遂に百話……ありがとうございますm(_ _)m

 

「でっかいなオイ……」


 カーティスは上を見上げる。

 初代魔王ドラグニスに対し、その無力化魔法を用いた戦い方で殆ど圧倒していた。

 ドラグニスはカーティスに対し全力を出す事を決めた。

 ドラグニスが城の外にいた理由はその力にある。


 かつて世界を飛び回ったというドラゴン。

 今では姿は見えず、ワイバーンの様な亜種が見られるのみである。

 そのドラゴンの力を持っている魔王。

 それがドラグニスなのである。


 力を解放したドラグニスは巨大な黒いドラゴンに姿を変え、カーティスを見下ろしていた。

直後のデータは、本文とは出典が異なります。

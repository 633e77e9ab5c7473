// crates/profile/src/domain/value_objects/follow_state.rs

use serde::{Deserialize, Serialize};
use std::fmt;

/// Relation dirigée viewer -> target, telle que vue par le viewer.
#[derive(Debug, Clone, Copy, PartialEq, Eq, Hash, Serialize, Deserialize)]
#[serde(rename_all = "SCREAMING_SNAKE_CASE")]
pub enum FollowState {
    Following,
    NotFollowing,
}

impl FollowState {
    pub fn is_following(self) -> bool {
        matches!(self, Self::Following)
    }

    pub fn flipped(self) -> Self {
        match self {
            Self::Following => Self::NotFollowing,
            Self::NotFollowing => Self::Following,
        }
    }
}

impl From<bool> for FollowState {
    fn from(is_following: bool) -> Self {
        if is_following {
            Self::Following
        } else {
            Self::NotFollowing
        }
    }
}

impl From<FollowState> for bool {
    fn from(state: FollowState) -> Self {
        state.is_following()
    }
}

impl fmt::Display for FollowState {
    fn fmt(&self, f: &mut fmt::Formatter<'_>) -> fmt::Result {
        match self {
            Self::Following => f.write_str("following"),
            Self::NotFollowing => f.write_str("not_following"),
        }
    }
}
// crates/profile/src/domain/value_objects/display_name.rs

use serde::{Deserialize, Serialize};
use std::fmt;
use shared_kernel::domain::value_objects::ValueObject;
use shared_kernel::errors::{DomainError, Result};

#[derive(Debug, Clone, Serialize, Deserialize, PartialEq, Eq, PartialOrd, Ord, Hash)]
#[serde(try_from = "String", into = "String")]
pub struct DisplayName(String);

impl DisplayName {
    pub const MIN_LENGTH: usize = 1;
    pub const MAX_LENGTH: usize = 50;

    /// Constructeur sécurisé (API / Mise à jour profil)
    pub fn try_new(value: impl Into<String>) -> Result<Self> {
        let raw = value.into();

        // 1. Retrait des caractères de contrôle
        let cleaned: String = raw
            .chars()
            .filter(|c| !c.is_control())
            .collect();

        // 2. Normalisation des espaces
        let normalized = cleaned
            .split_whitespace()
            .collect::<Vec<_>>()
            .join(" ");

        let display_name = Self(normalized);
        display_name.validate()?;
        Ok(display_name)
    }

    /// Reconstruction rapide (Infrastructure / DB)
    pub fn from_raw(value: impl Into<String>) -> Self {
        Self(value.into())
    }

    pub fn as_str(&self) -> &str {
        &self.0
    }
}

impl ValueObject for DisplayName {
    fn validate(&self) -> Result<()> {
        let count = self.0.chars().count();

        if count < Self::MIN_LENGTH {
            return Err(DomainError::Validation {
                field: "display_name",
                reason: "Display name cannot be empty".into(),
            });
        }

        if count > Self::MAX_LENGTH {
            return Err(DomainError::Validation {
                field: "display_name",
                reason: format!("Display name too long (max {})", Self::MAX_LENGTH),
            });
        }

        Ok(())
    }
}

impl fmt::Display for DisplayName {
    fn fmt(&self, f: &mut fmt::Formatter<'_>) -> fmt::Result {
        f.write_str(&self.0)
    }
}

impl TryFrom<String> for DisplayName {
    type Error = DomainError;
    fn try_from(value: String) -> Result<Self> {
        Self::try_new(value)
    }
}

impl From<DisplayName> for String {
    fn from(dn: DisplayName) -> Self {
        dn.0
    }
}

 ドラグニスは飛翔し、真下にいるカーティスに向けて黒い炎を吐き出す。


「おいおい……逃げ場がねーじゃん。ま、関係ねーけどな」


 カーティスは手を空にかざす。


「無力化魔法〝堕落の瞬間(ルーズルーザー)〟」


 カーティス以外には見えない障壁が張られる。

 そこに黒炎が降り注ぐも、その障壁に触れた部分だけがまるで何事もなかったかのようであった。


「グォォォオオオオオオ!」


「なんだよ話せなくなるのか? ま、その方がやりやすいか」


 カーティスが手をドラグニスにかざす。

 その瞬間に飛ぶ力を失ったかのようにドラグニスが地面に落下していく。


「こっちにはくんなよっと!」


 カーティスが手をぐんっと押し出すと、ドラグニスは見えない力に押されるようにカーティスから離れた市街地に叩きつけられた。


「グォォォ……!?」


 ドラグニスは何をされたのか全くわからなかった。

 気が付けば飛べなくなり地面に落下していた。

 落下自体に大したダメージはない。

 それよりも精神的なダメージの方が遥かに大きくドラグニスを蝕んでいた。

 ドラグニスが「この男には何も通用しないのではないかと」いう思いを抱いた時、この戦いは終わっていたのかもしれない。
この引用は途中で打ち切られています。